Stored entries
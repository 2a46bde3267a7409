use runtime_keyword_field as rkf;
use rkf::{FieldError, FieldType, FieldValue};
use serde_json::json;

fn cache() -> rkf::ScriptCache {
    rkf::ScriptCache::new(rkf::ExpressionCompiler::new())
}

#[test]
fn test_null_term_is_invalid_argument() {
    let ft = rkf::parse_field("f", &json!({"runtime_type": "keyword", "script": "'a'"}), &cache()).unwrap();
    let ctx = rkf::QueryContext::new("idx");
    assert!(matches!(ft.term_query(&FieldValue::Null, &ctx), Err(FieldError::InvalidArgument(_))));
    let values = [FieldValue::from("a"), FieldValue::Null];
    assert!(matches!(ft.terms_query(&values, &ctx), Err(FieldError::InvalidArgument(_))));
}

#[test]
fn test_broken_script_fails_mapping() {
    let err = rkf::parse_field("f", &json!({"runtime_type": "keyword", "script": "emit("}), &cache()).unwrap_err();
    assert!(matches!(err, FieldError::ScriptCompilation(_)), "{err}");
}

#[test]
fn test_missing_param_fails_at_query_planning() {
    let ft = rkf::parse_field("f", &json!({"runtime_type": "keyword", "script": "param('p')"}), &cache()).unwrap();
    let err = ft.exists_query(&rkf::QueryContext::new("idx")).unwrap_err();
    assert!(matches!(err, FieldError::ScriptBinding(_)), "{err}");
}

#[test]
fn test_unmapped_field_fails_per_segment() {
    let ft = rkf::parse_field("f", &json!({"runtime_type": "keyword", "script": "doc('a')"}), &cache()).unwrap();
    let q = ft.exists_query(&rkf::QueryContext::new("idx")).unwrap();
    let good = rkf::Segment::new(0, vec![json!({"a": 1})]);
    let bad = rkf::Segment::new(1, vec![json!({"b": 1})]).with_fields(["b"]);
    assert!(q.search(std::slice::from_ref(&good)).is_ok());
    assert!(matches!(q.search(&[good, bad]), Err(FieldError::ScriptBinding(_))));

    // declaring the field in the schema turns absence into "no values"
    let declared = rkf::Segment::new(2, vec![json!({"b": 1})]).with_fields(["a", "b"]);
    assert!(q.search(&[declared]).unwrap().is_empty());
}

#[test]
fn test_script_runtime_error_propagates() {
    let ft = rkf::parse_field("f", &json!({"runtime_type": "keyword", "script": "doc('a')"}), &cache()).unwrap();
    let q = ft.exists_query(&rkf::QueryContext::new("idx")).unwrap();
    let seg = rkf::Segment::new(0, vec![json!({"a": 1})]);
    let mut m = q.matcher(&seg).unwrap();
    assert!(m.matches(0).unwrap());
    assert!(matches!(m.matches(9), Err(FieldError::ScriptRuntime(_))));
}

#[test]
fn test_display_rejects_non_binary() {
    let ft = rkf::parse_field("f", &json!({"runtime_type": "keyword", "script": "'a'"}), &cache()).unwrap();
    assert!(matches!(ft.value_for_display(&FieldValue::Text("a".into())), Err(FieldError::InvalidValue(_))));
    assert_eq!(ft.value_for_display(&FieldValue::Null).unwrap(), None);
}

Your goal — Please give only the number of lines above that contain "good".

Result for this exercise — 3